Now, finally, he stood in the center of his old bedchamber. It had been made ready for him days ago; fresh candles, clean linens, a thorough dusting and airing out. He crossed to the washstand and found a fresh bit of toweling laid over the edge of the bowl; the ewer held clean water, still faintly warm when he tested it with his fingertips. The maids prepared this place for him every night, though he hadn’t used it yet.

By all accounts, they should be in his father’s old suite. He knew that Helga had seen to it personally that every trace of Vladislav had been scrubbed from that room, that lemon juice and cinnamon, and mint had been used to wipe away his scent. And he was the reigning prince now; the finest set of rooms should have been his own.

Perhaps he would graduate there, eventually. But now, this, tonight…this was his binding. It needed to happen in a place that was purely his. He needed Cicero to understand that he wasn’t binding himself to the Prince of Wallachia – but to Vlad. To a very angry boy bent on killing a good many people.

Vlad turned and went to sit on the edge of the big four-poster bed. His feet didn’t quite touch the ground, so he rested his heels on the edge of the bedframe instead.

Something in Cicero had changed since Vlad had accepted his offer. He projected calmness now, his expression soft and kind as he moved to sit beside Vlad. Close, but not crowding.

Vlad realized, to his surprise and embarrassment, that his palms were sweating. He wiped them on the legs of his pants. His voice came out rough, and he’d never felt so keenly like a boy playing at being a man.

“I know how this works. But…I’ve never done it. Obviously.”

Cicero huffed a soft laugh, his smile fond. “It’s alright; it won’t be hard. You start – offer me your wrist. I’ll go under first. Then.” He reached to pull his hair over one shoulder, exposing his throat on the near side. “Come find me.”

Vlad wet his lips. “But what if – what if I can’t do it? Val’s the dream-walker, not me.”

Cicero shook his head slightly. “You can. This is ancient, Vlad. This is how it’s supposed to be.” He reached to place a careful hand on the top of Vlad’s head, and it had an immediate grounding affect. Even with one eye, his gaze was quietly earnest. “I won’t let you get lost in the fog. Trust me on that.”

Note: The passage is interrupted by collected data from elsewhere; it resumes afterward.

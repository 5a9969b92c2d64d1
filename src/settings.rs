use std::path::PathBuf;

use serde::de::Deserializer;
use serde::Deserialize;

/// Source entry that triggers hotel multicast discovery instead of a plain fetch.
pub const HOTEL_SOURCE: &str = "酒店组播";

#[derive(Debug, Clone, Deserialize)]
pub struct Settings {
    #[serde(default = "default_template")]
    pub template: PathBuf,
    #[serde(default)]
    pub sources: SourcesConfig,
    #[serde(default)]
    pub output: OutputSettings,
    #[serde(default)]
    pub decoder: DecoderOptions,
    #[serde(default)]
    pub announcements: Vec<AnnouncementGroup>,
    #[serde(default)]
    pub hotel: HotelSettings,
    #[serde(default)]
    pub speed_test: SpeedTestSettings,
    #[serde(default)]
    pub speed_rank: SpeedRankSettings,
    #[serde(default)]
    pub monitoring: MonitoringConfig,
}

impl Default for Settings {
    fn default() -> Self {
        Self {
            template: default_template(),
            sources: SourcesConfig::default(),
            output: OutputSettings::default(),
            decoder: DecoderOptions::default(),
            announcements: Vec::new(),
            hotel: HotelSettings::default(),
            speed_test: SpeedTestSettings::default(),
            speed_rank: SpeedRankSettings::default(),
            monitoring: MonitoringConfig::default(),
        }
    }
}

fn default_template() -> PathBuf {
    PathBuf::from("demo.txt")
}

#[derive(Debug, Clone, Deserialize)]
pub struct SourcesConfig {
    #[serde(default, alias = "url", deserialize_with = "deserialize_one_or_many")]
    pub urls: Vec<String>,
    #[serde(default = "default_request_timeout_secs")]
    pub timeout_secs: u64,
}

impl Default for SourcesConfig {
    fn default() -> Self {
        Self {
            urls: Vec::new(),
            timeout_secs: default_request_timeout_secs(),
        }
    }
}

fn deserialize_one_or_many<'de, D>(deserializer: D) -> Result<Vec<String>, D::Error>
where
    D: Deserializer<'de>,
{
    #[derive(Deserialize)]
    #[serde(untagged)]
    enum OneOrMany {
        One(String),
        Many(Vec<String>),
    }

    match OneOrMany::deserialize(deserializer)? {
        OneOrMany::One(s) => Ok(vec![s]),
        OneOrMany::Many(v) => Ok(v),
    }
}

/// A configured playlist source.
#[derive(Debug, Clone, PartialEq, Eq)]
pub enum Source {
    Url(String),
    Hotel,
}

impl Source {
    pub fn parse(raw: &str) -> Self {
        if raw.trim() == HOTEL_SOURCE {
            Source::Hotel
        } else {
            Source::Url(raw.trim().to_string())
        }
    }

    pub fn label(&self) -> &str {
        match self {
            Source::Url(url) => url,
            Source::Hotel => HOTEL_SOURCE,
        }
    }
}

impl SourcesConfig {
    pub fn sources(&self) -> Vec<Source> {
        self.urls.iter().map(|u| Source::parse(u)).collect()
    }
}

#[derive(clap::ValueEnum, Debug, Clone, Copy, PartialEq, Eq, Default, Deserialize)]
#[serde(rename_all = "lowercase")]
pub enum IpVersion {
    #[default]
    #[value(name = "ipv4")]
    Ipv4,
    #[value(name = "ipv6")]
    Ipv6,
}

/// How the per-URL route suffix is spelled when a channel has several lines.
#[derive(Debug, Clone, Copy, PartialEq, Eq, Default, Deserialize)]
#[serde(rename_all = "snake_case")]
pub enum RouteLabel {
    /// `$LR•IPV4『线路2』`
    #[default]
    Plain,
    /// `$LR•3•IPV4『线路2』`
    WithTotal,
}

#[derive(Debug, Clone, Deserialize)]
pub struct OutputSettings {
    #[serde(default = "default_m3u")]
    pub m3u: PathBuf,
    #[serde(default = "default_txt")]
    pub txt: PathBuf,
    #[serde(default)]
    pub ip_version_priority: IpVersion,
    #[serde(default)]
    pub url_blacklist: Vec<String>,
    #[serde(default)]
    pub epg_urls: Vec<String>,
    #[serde(default = "default_logo_url_template")]
    pub logo_url_template: String,
    #[serde(default)]
    pub route_label: RouteLabel,
}

impl Default for OutputSettings {
    fn default() -> Self {
        Self {
            m3u: default_m3u(),
            txt: default_txt(),
            ip_version_priority: IpVersion::default(),
            url_blacklist: Vec::new(),
            epg_urls: Vec::new(),
            logo_url_template: default_logo_url_template(),
            route_label: RouteLabel::default(),
        }
    }
}

fn default_m3u() -> PathBuf {
    PathBuf::from("live.m3u")
}

fn default_txt() -> PathBuf {
    PathBuf::from("live.txt")
}

fn default_logo_url_template() -> String {
    "https://gitee.com/yuanzl77/TVBox-logo/raw/main/png/{name}.png".to_string()
}

#[derive(Debug, Clone, Default, Deserialize)]
pub struct DecoderOptions {
    /// When set, a `name,url` line whose url field contains this token yields one entry per part.
    #[serde(default)]
    pub multi_url_separator: Option<String>,
}

#[derive(Debug, Clone, Deserialize)]
pub struct AnnouncementGroup {
    #[serde(alias = "channel")]
    pub category: String,
    #[serde(default)]
    pub entries: Vec<Announcement>,
}

#[derive(Debug, Clone, Deserialize)]
pub struct Announcement {
    /// Falls back to the current date when absent.
    #[serde(default)]
    pub name: Option<String>,
    #[serde(default)]
    pub logo: String,
    pub url: String,
}

#[derive(Debug, Clone, Deserialize)]
pub struct HotelSettings {
    #[serde(default = "default_hotel_base_url")]
    pub base_url: String,
    #[serde(default = "default_search_key")]
    pub search_key: String,
    #[serde(default = "default_speed_snapshot")]
    pub speed_snapshot: PathBuf,
    #[serde(default = "default_selection_snapshot")]
    pub selection_snapshot: PathBuf,
    #[serde(default = "default_hotel_playlist")]
    pub playlist: PathBuf,
    #[serde(default = "default_hotel_logo_url_template")]
    pub logo_url_template: String,
    #[serde(default = "default_seed_threshold")]
    pub seed_threshold: f64,
    #[serde(default = "default_select_threshold")]
    pub select_threshold: f64,
    #[serde(default = "default_sample_size")]
    pub sample_size: usize,
    #[serde(default = "default_concurrency")]
    pub concurrency: usize,
    #[serde(default = "default_dead_sample_count")]
    pub dead_sample_count: usize,
    #[serde(default = "default_connect_timeout_secs")]
    pub connect_timeout_secs: u64,
    #[serde(default = "default_request_timeout_secs")]
    pub request_timeout_secs: u64,
}

impl Default for HotelSettings {
    fn default() -> Self {
        Self {
            base_url: default_hotel_base_url(),
            search_key: default_search_key(),
            speed_snapshot: default_speed_snapshot(),
            selection_snapshot: default_selection_snapshot(),
            playlist: default_hotel_playlist(),
            logo_url_template: default_hotel_logo_url_template(),
            seed_threshold: default_seed_threshold(),
            select_threshold: default_select_threshold(),
            sample_size: default_sample_size(),
            concurrency: default_concurrency(),
            dead_sample_count: default_dead_sample_count(),
            connect_timeout_secs: default_connect_timeout_secs(),
            request_timeout_secs: default_request_timeout_secs(),
        }
    }
}

fn default_hotel_base_url() -> String {
    "http://www.foodieguide.com/iptvsearch".to_string()
}

fn default_search_key() -> String {
    "广东电信".to_string()
}

fn default_speed_snapshot() -> PathBuf {
    PathBuf::from("hotelspeed.txt")
}

fn default_selection_snapshot() -> PathBuf {
    PathBuf::from("hotel.txt")
}

fn default_hotel_playlist() -> PathBuf {
    PathBuf::from("hotel.m3u")
}

fn default_hotel_logo_url_template() -> String {
    "https://epg.112114.free.hr/logo/{name}.png".to_string()
}

fn default_seed_threshold() -> f64 {
    0.5
}

fn default_select_threshold() -> f64 {
    0.2
}

fn default_sample_size() -> usize {
    15
}

fn default_concurrency() -> usize {
    15
}

fn default_dead_sample_count() -> usize {
    10
}

fn default_connect_timeout_secs() -> u64 {
    5
}

fn default_request_timeout_secs() -> u64 {
    10
}

#[derive(Debug, Clone, Deserialize)]
pub struct SpeedTestSettings {
    #[serde(default = "default_budget_ms")]
    pub budget_ms: u64,
    #[serde(default = "default_trials")]
    pub trials: usize,
    #[serde(default = "default_timeout_secs")]
    pub timeout_secs: u64,
}

impl Default for SpeedTestSettings {
    fn default() -> Self {
        Self {
            budget_ms: default_budget_ms(),
            trials: default_trials(),
            timeout_secs: default_timeout_secs(),
        }
    }
}

fn default_budget_ms() -> u64 {
    3000
}

fn default_trials() -> usize {
    2
}

fn default_timeout_secs() -> u64 {
    6
}

#[derive(Debug, Clone, Deserialize)]
pub struct SpeedRankSettings {
    #[serde(default)]
    pub enabled: bool,
    #[serde(default = "default_rank_trials")]
    pub trials: usize,
    #[serde(default = "default_concurrency")]
    pub concurrency: usize,
}

impl Default for SpeedRankSettings {
    fn default() -> Self {
        Self {
            enabled: false,
            trials: default_rank_trials(),
            concurrency: default_concurrency(),
        }
    }
}

fn default_rank_trials() -> usize {
    3
}

#[derive(Debug, Clone, Default, Deserialize)]
pub struct MonitoringConfig {
    #[serde(default)]
    pub metrics_file: Option<PathBuf>,
}

/// Loads settings from a TOML file layered with `IPTV_MERGE__*` environment overrides.
pub fn load(path: &str) -> anyhow::Result<Settings> {
    let settings = config::Config::builder()
        .add_source(config::File::with_name(path))
        .add_source(config::Environment::with_prefix("IPTV_MERGE").separator("__"))
        .build()?;
    Ok(settings.try_deserialize()?)
}
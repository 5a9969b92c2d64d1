use std::time::Duration;

use anyhow::{anyhow, Context, Result};
use reqwest::header::{HeaderMap, HeaderValue, ORIGIN, REFERER};
use reqwest::Url;
use scraper::{ElementRef, Html, Selector};
use tokio::net::TcpStream;
use tracing::{debug, info};

use crate::settings::HotelSettings;

/// Marketing token stripped from listed channel names.
const HD_TOKEN: &str = "高清";

const ALIVE_SELECTOR: &str = r#"div[style="color:limegreen; "]"#;

/// A channel advertised by a hotel relay.
#[derive(Debug, Clone, PartialEq, Eq)]
pub struct HotelChannel {
    pub name: String,
    pub url: String,
}

impl HotelChannel {
    pub fn line(&self) -> String {
        format!("{},{}", self.name, self.url)
    }
}

fn selector(css: &str) -> Result<Selector> {
    Selector::parse(css).map_err(|e| anyhow!("invalid selector {css}: {e}"))
}

fn element_text(el: ElementRef<'_>) -> String {
    el.text().collect::<String>().trim().to_string()
}

/// Endpoints of search results flagged alive, in document order.
pub fn extract_endpoints(html: &str) -> Result<Vec<String>> {
    let alive = selector(ALIVE_SELECTOR)?;
    let link = selector("a")?;
    let doc = Html::parse_document(html);

    let mut endpoints = Vec::new();
    for marker in doc.select(&alive) {
        let Some(result) = marker
            .parent()
            .and_then(|p| p.parent())
            .and_then(ElementRef::wrap)
        else {
            continue;
        };
        if let Some(a) = result.select(&link).next() {
            let text = element_text(a);
            if !text.is_empty() {
                endpoints.push(text);
            }
        }
    }
    Ok(endpoints)
}

/// `(name, url)` pairs from a relay's channel listing page.
pub fn extract_listing(html: &str) -> Result<Vec<HotelChannel>> {
    let m3u8 = selector("div.m3u8")?;
    let channel = selector(".channel")?;
    let doc = Html::parse_document(html);

    let mut channels = Vec::new();
    for el in doc.select(&m3u8) {
        let Some(row) = el.parent().and_then(ElementRef::wrap) else {
            continue;
        };
        let Some(name_el) = row.select(&channel).next() else {
            continue;
        };
        let name = element_text(name_el).replace(HD_TOKEN, "");
        let url = element_text(el);
        if name.is_empty() || url.is_empty() {
            continue;
        }
        channels.push(HotelChannel { name, url });
    }
    Ok(channels)
}

/// TCP connect check; any failure counts as unreachable.
pub async fn is_reachable(endpoint: &str, timeout: Duration) -> bool {
    match tokio::time::timeout(timeout, TcpStream::connect(endpoint)).await {
        Ok(Ok(_)) => true,
        Ok(Err(e)) => {
            info!("Connecting to {} failed: {}", endpoint, e);
            false
        }
        Err(_) => {
            info!("Connecting to {} timed out", endpoint);
            false
        }
    }
}

/// Session against the hotel IPTV search site.
pub struct HotelClient {
    client: reqwest::Client,
    base_url: String,
    origin: String,
}

impl HotelClient {
    pub fn new(settings: &HotelSettings) -> Result<Self> {
        let base_url = settings.base_url.trim_end_matches('/').to_string();
        let origin = Url::parse(&base_url)
            .with_context(|| format!("parsing hotel base url {base_url}"))?
            .origin()
            .ascii_serialization();
        let client = reqwest::Client::builder()
            .cookie_store(true)
            .connect_timeout(Duration::from_secs(settings.connect_timeout_secs))
            .timeout(Duration::from_secs(settings.request_timeout_secs))
            .build()?;
        Ok(Self {
            client,
            base_url,
            origin,
        })
    }

    fn headers(&self, referer: &str) -> Result<HeaderMap> {
        let mut headers = HeaderMap::new();
        headers.insert(ORIGIN, HeaderValue::from_str(&self.origin)?);
        headers.insert(REFERER, HeaderValue::from_str(referer)?);
        Ok(headers)
    }

    /// Raw endpoint candidates for a search key. Transport errors propagate.
    pub async fn search(&self, key: &str) -> Result<Vec<String>> {
        let url = format!("{}/hoteliptv.php", self.base_url);
        let resp = self
            .client
            .post(&url)
            .headers(self.headers(&url)?)
            .form(&[
                ("saerch", key),
                ("Submit", ""),
                ("names", "Tom"),
                ("city", "HeZhou"),
                ("address", "Ca94122"),
            ])
            .send()
            .await
            .context("hotel search request")?
            .error_for_status()?;
        let body = resp.text().await.context("reading hotel search response")?;
        extract_endpoints(&body)
    }

    /// Lists an endpoint's channels. The first request primes the session and its body is discarded.
    pub async fn list_channels(&self, endpoint: &str) -> Result<Vec<HotelChannel>> {
        let page = format!("{}/hotellist.html", self.base_url);
        let _ = self
            .client
            .get(&page)
            .headers(self.headers(&format!("{page}?s={endpoint}"))?)
            .query(&[("s", endpoint), ("Submit", " "), ("y", "y")])
            .send()
            .await
            .context("priming hotel list")?;

        let list = format!("{}/alllist.php", self.base_url);
        let resp = self
            .client
            .get(&list)
            .headers(self.headers(&format!("{page}?s={endpoint}&Submit=+&y=y"))?)
            .query(&[("s", endpoint), ("y", "false")])
            .send()
            .await
            .context("fetching hotel list")?;

        if !resp.status().is_success() {
            debug!("Hotel list for {} returned {}", endpoint, resp.status());
            return Ok(Vec::new());
        }
        let body = resp.text().await.context("reading hotel list")?;
        extract_listing(&body)
    }
}

#[cfg(test)]
mod tests {
    use super::*;

    #[test]
    fn test_extract_endpoints() {
        let html = r#"
<html><body>
<div class="result">
  <div class="channel"><a href="hotellist.html?s=1.2.3.4:8000"><b>1.2.3.4:8000</b></a></div>
  <div><div style="color:limegreen; ">新上线</div></div>
</div>
<div class="result">
  <div class="channel"><a href="hotellist.html?s=5.6.7.8:9000">5.6.7.8:9000</a></div>
  <div><div style="color:red; ">失效</div></div>
</div>
<div class="result">
  <div class="channel"><a href="hotellist.html?s=9.9.9.9:80"> 9.9.9.9:80 </a></div>
  <div><div style="color:limegreen; ">存活</div></div>
</div>
</body></html>"#;
        let endpoints = extract_endpoints(html).unwrap();
        assert_eq!(endpoints, vec!["1.2.3.4:8000", "9.9.9.9:80"]);
    }

    #[test]
    fn test_extract_listing_strips_hd_token() {
        let html = r#"
<div class="result"><div class="channel"><a>CCTV1高清</a></div><div class="m3u8"><table><tr><td>http://1.2.3.4:8000/tsfile/live/0001_1.m3u8</td></tr></table></div></div>
<div class="result"><div class="channel">湖南卫视</div><div class="m3u8"> http://1.2.3.4:8000/tsfile/live/0002_1.m3u8 </div></div>
<div class="result"><div class="m3u8">http://no-name</div></div>
"#;
        let channels = extract_listing(html).unwrap();
        assert_eq!(
            channels,
            vec![
                HotelChannel {
                    name: "CCTV1".to_string(),
                    url: "http://1.2.3.4:8000/tsfile/live/0001_1.m3u8".to_string(),
                },
                HotelChannel {
                    name: "湖南卫视".to_string(),
                    url: "http://1.2.3.4:8000/tsfile/live/0002_1.m3u8".to_string(),
                },
            ]
        );
        assert_eq!(channels[1].line(), "湖南卫视,http://1.2.3.4:8000/tsfile/live/0002_1.m3u8");
    }

    #[tokio::test]
    async fn test_unreachable_endpoint() {
        let listener = std::net::TcpListener::bind("127.0.0.1:0").unwrap();
        let addr = listener.local_addr().unwrap().to_string();
        assert!(is_reachable(&addr, Duration::from_secs(1)).await);
        drop(listener);
        assert!(!is_reachable(&addr, Duration::from_secs(1)).await);
        assert!(!is_reachable("not-an-endpoint", Duration::from_secs(1)).await);
    }
}
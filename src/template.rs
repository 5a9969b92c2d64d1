use std::path::Path;

use anyhow::{Context, Result};
use indexmap::IndexMap;

/// Marker that turns a line into a category header in templates and txt playlists.
pub const GENRE_MARKER: &str = "#genre#";

/// A template channel: the first name is canonical, the rest are aliases.
#[derive(Debug, Clone, PartialEq, Eq)]
pub struct ChannelSpec {
    names: Vec<String>,
}

impl ChannelSpec {
    /// Splits a `name|alias|alias` template entry.
    pub fn parse(raw: &str) -> Self {
        let names = raw.split('|').map(|n| n.to_string()).collect();
        Self { names }
    }

    pub fn primary(&self) -> &str {
        &self.names[0]
    }

    /// All equivalent names, primary included.
    pub fn names(&self) -> &[String] {
        &self.names
    }
}

/// Ordered category -> channel layout the output must follow.
#[derive(Debug, Clone, Default, PartialEq, Eq)]
pub struct Taxonomy {
    categories: IndexMap<String, Vec<ChannelSpec>>,
}

impl Taxonomy {
    pub fn iter(&self) -> impl Iterator<Item = (&String, &Vec<ChannelSpec>)> {
        self.categories.iter()
    }

    pub fn get(&self, category: &str) -> Option<&Vec<ChannelSpec>> {
        self.categories.get(category)
    }

    pub fn len(&self) -> usize {
        self.categories.len()
    }

    pub fn is_empty(&self) -> bool {
        self.categories.is_empty()
    }

    pub fn channel_count(&self) -> usize {
        self.categories.values().map(Vec::len).sum()
    }
}

/// Text before the first comma, trimmed.
pub(crate) fn leading_field(line: &str) -> &str {
    line.split(',').next().unwrap_or("").trim()
}

pub fn parse_template(content: &str) -> Taxonomy {
    let mut categories: IndexMap<String, Vec<ChannelSpec>> = IndexMap::new();
    let mut current: Option<String> = None;

    for line in content.lines() {
        let line = line.trim();
        if line.is_empty() || line.starts_with('#') {
            continue;
        }

        if line.contains(GENRE_MARKER) {
            let category = leading_field(line).to_string();
            // A repeated header restarts the category in its original position.
            categories.insert(category.clone(), Vec::new());
            current = Some(category);
        } else if let Some(category) = &current {
            if let Some(channels) = categories.get_mut(category) {
                channels.push(ChannelSpec::parse(leading_field(line)));
            }
        }
    }

    Taxonomy { categories }
}

pub fn load_template(path: &Path) -> Result<Taxonomy> {
    let content = std::fs::read_to_string(path)
        .with_context(|| format!("reading channel template {}", path.display()))?;
    Ok(parse_template(&content))
}
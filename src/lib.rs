pub mod channels;
pub mod hotel;
pub mod matcher;
pub mod metrics;
pub mod settings;
pub mod speed;
pub mod template;
pub mod writer;

use std::collections::{HashMap, HashSet};
use std::time::Duration;

use anyhow::Result;
use channels::ChannelEntry;
use matcher::MatchedChannels;
use metrics::{SOURCE_FETCHES, WRITTEN_CHANNELS};
use settings::{Settings, Source};
use speed::ProbeJob;
use tracing::{error, info, warn};

#[derive(Debug, Clone, Default, PartialEq, Eq)]
pub struct RunSummary {
    pub sources_ok: usize,
    pub sources_failed: usize,
    pub entries: usize,
    pub matched_channels: usize,
    pub written_channels: usize,
}

pub fn http_client(settings: &Settings) -> Result<reqwest::Client> {
    Ok(reqwest::Client::builder()
        .danger_accept_invalid_certs(true)
        .timeout(Duration::from_secs(settings.sources.timeout_secs))
        .build()?)
}

pub async fn fetch_playlist(client: &reqwest::Client, url: &str) -> Result<String> {
    let resp = client.get(url).send().await?.error_for_status()?;
    Ok(resp.text().await?)
}

/// Decoded entries of one source; `None` when the fetch failed.
pub async fn fetch_channels(
    client: &reqwest::Client,
    source: &Source,
    settings: &Settings,
) -> Option<Vec<ChannelEntry>> {
    let text = match source {
        Source::Hotel => hotel::discover(settings).await.join("\n"),
        Source::Url(url) => match fetch_playlist(client, url).await {
            Ok(text) => text,
            Err(e) => {
                error!("url: {} fetch failed: {}", url, e);
                SOURCE_FETCHES.with_label_values(&["failed"]).inc();
                return None;
            }
        },
    };

    let format = channels::detect_format(&text);
    let entries = channels::decode_playlist(&text, &settings.decoder);
    info!(
        "url: {} fetched as {}, {} lines, {} channels, categories: {}",
        source.label(),
        format.as_str(),
        text.split('\n').count(),
        entries.len(),
        channels::categories(&entries).join(", ")
    );
    SOURCE_FETCHES.with_label_values(&["ok"]).inc();
    Some(entries)
}

/// Re-orders every channel's candidates by measured speed, fastest first.
pub async fn rank_by_speed(mut matched: MatchedChannels, settings: &Settings) -> MatchedChannels {
    let mut jobs: Vec<ProbeJob> = Vec::new();
    let mut queued: HashSet<&str> = HashSet::new();
    for (name, url) in matched
        .values()
        .flat_map(|channels| channels.iter())
        .flat_map(|(name, urls)| urls.iter().map(move |u| (name, u)))
    {
        if !url.is_empty() && queued.insert(url.as_str()) {
            jobs.push(ProbeJob {
                subject: url.clone(),
                name: name.clone(),
                url: url.clone(),
            });
        }
    }

    info!("Speed testing {} candidate urls", jobs.len());
    let rates: HashMap<String, f64> = speed::sample_all(
        jobs,
        &settings.speed_test,
        settings.speed_rank.trials,
        settings.speed_rank.concurrency,
    )
    .await
    .into_iter()
    .map(|s| (s.subject, s.rate))
    .collect();

    for urls in matched.values_mut().flat_map(|channels| channels.values_mut()) {
        urls.sort_by(|a, b| {
            let ra = rates.get(a).copied().unwrap_or(0.0);
            let rb = rates.get(b).copied().unwrap_or(0.0);
            rb.total_cmp(&ra)
        });
    }
    matched
}

/// Template, fetch every source in order, match, optionally speed rank, write.
pub async fn run(settings: &Settings) -> Result<RunSummary> {
    let taxonomy = template::load_template(&settings.template)?;
    info!(
        "Template {} has {} categories, {} channels",
        settings.template.display(),
        taxonomy.len(),
        taxonomy.channel_count()
    );

    let client = http_client(settings)?;
    let mut summary = RunSummary::default();
    let mut entries: Vec<ChannelEntry> = Vec::new();
    for source in settings.sources.sources() {
        match fetch_channels(&client, &source, settings).await {
            Some(mut e) => {
                summary.sources_ok += 1;
                entries.append(&mut e);
            }
            None => summary.sources_failed += 1,
        }
    }
    summary.entries = entries.len();

    if entries.is_empty() {
        warn!("No channels decoded from any source");
    }

    let mut matched = matcher::match_channels(&taxonomy, &entries);
    summary.matched_channels = matcher::matched_channel_count(&matched);
    if settings.speed_rank.enabled {
        matched = rank_by_speed(matched, settings).await;
    }

    let today = chrono::Local::now().format("%Y-%m-%d").to_string();
    let rendered = writer::render_playlists(
        &matched,
        &taxonomy,
        &settings.output,
        &settings.announcements,
        &today,
    );
    writer::write_playlists(&rendered, &settings.output).await?;
    summary.written_channels = rendered.channel_count;
    WRITTEN_CHANNELS.set(rendered.channel_count as f64);
    info!("Done, {} channel lines written", rendered.channel_count);

    if let Some(path) = &settings.monitoring.metrics_file {
        metrics::write_metrics(path).await?;
    }

    Ok(summary)
}
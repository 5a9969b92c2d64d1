use std::path::PathBuf;

use clap::Parser;
use iptv_merge::settings::{self, IpVersion};
use tracing::info;

#[derive(Parser, Debug)]
#[command(version, about, long_about = None)]
struct Args {
    /// Path to configuration file
    #[arg(long, default_value = "config.toml")]
    config: String,

    /// Channel template (overrides config)
    #[arg(long)]
    template: Option<PathBuf>,

    /// Preferred address family for channel lines (overrides config)
    #[arg(long)]
    ip_version: Option<IpVersion>,
}

#[tokio::main]
async fn main() -> anyhow::Result<()> {
    tracing_subscriber::fmt()
        .with_env_filter(
            tracing_subscriber::EnvFilter::try_from_default_env()
                .unwrap_or_else(|_| tracing_subscriber::EnvFilter::new("info")),
        )
        .init();

    let args = Args::parse();

    let mut settings = settings::load(&args.config)?;
    if let Some(template) = args.template {
        settings.template = template;
    }
    if let Some(ip_version) = args.ip_version {
        settings.output.ip_version_priority = ip_version;
    }
    info!("Configuration loaded from {}: {:?}", args.config, settings);

    let summary = iptv_merge::run(&settings).await?;
    info!(
        "Sources: {} ok, {} failed; {} entries decoded, {} channels matched, {} lines written",
        summary.sources_ok,
        summary.sources_failed,
        summary.entries,
        summary.matched_channels,
        summary.written_channels
    );
    Ok(())
}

“I do trust you.” One of the only ones he trusted now.

Vlad brought his own wrist to his mouth and stared at it a moment, breath hitching. No going back after this. His fangs elongated in his mouth and he bit hard, punched through the skin.

When he offered the bleeding wound, Cicero took his arm into two reverent hands and lifted it to his face. Breathed the scent in, once, deep, eyes closed, and fastened his mouth to the open vein.

No one had ever fed from Vlad before, so he wasn’t anticipating the shock of it. A sensation like the prickling of his skin just before a thunderstorm. A wash of heat chased by cold, pleasurable little ripples.

He lost himself to it, for a moment. Was this what George had felt, all those years ago in the chapel at Edirne? The drug-like calm?

But no, a binding went both ways. He shook off his stupor.

Cicero was still too thin, undoubtedly weak, but his pulse throbbed, strong and visible in the side of his throat, a tempting stretch of clean, unmarked skin. Living blood, so rare, a feast he always denied himself. And here, wolf blood, offered freely, out of loyalty and love.

He couldn’t help the sound he made as he leaned in and bit, a low, pleased growl.

Cicero responded, a muffled huff of breath, encouraging.

And then the blood hit Vlad’s tongue.

He drank. Velvet, lush; no wine had ever tasted so sweet. Necessary, too perfect to be illicit; the taste of it wasright.

At first he only drank, and for the first time in so, so long he felt whole. Cradled in the dark, a part of something bigger and stronger than himself.

But then he found that he stood on an empty plain, stars bright above him in a moonless sky, a twilight fog swirling up from the ground, wrapping around him close as a blanket. A wolf stalked out of the shadows toward him, through the mist, a great shaggy brown beast with only one golden eye. He came up to Vlad, tongue out, tail wagging. Pressed his head into Vlad’s outstretched palm.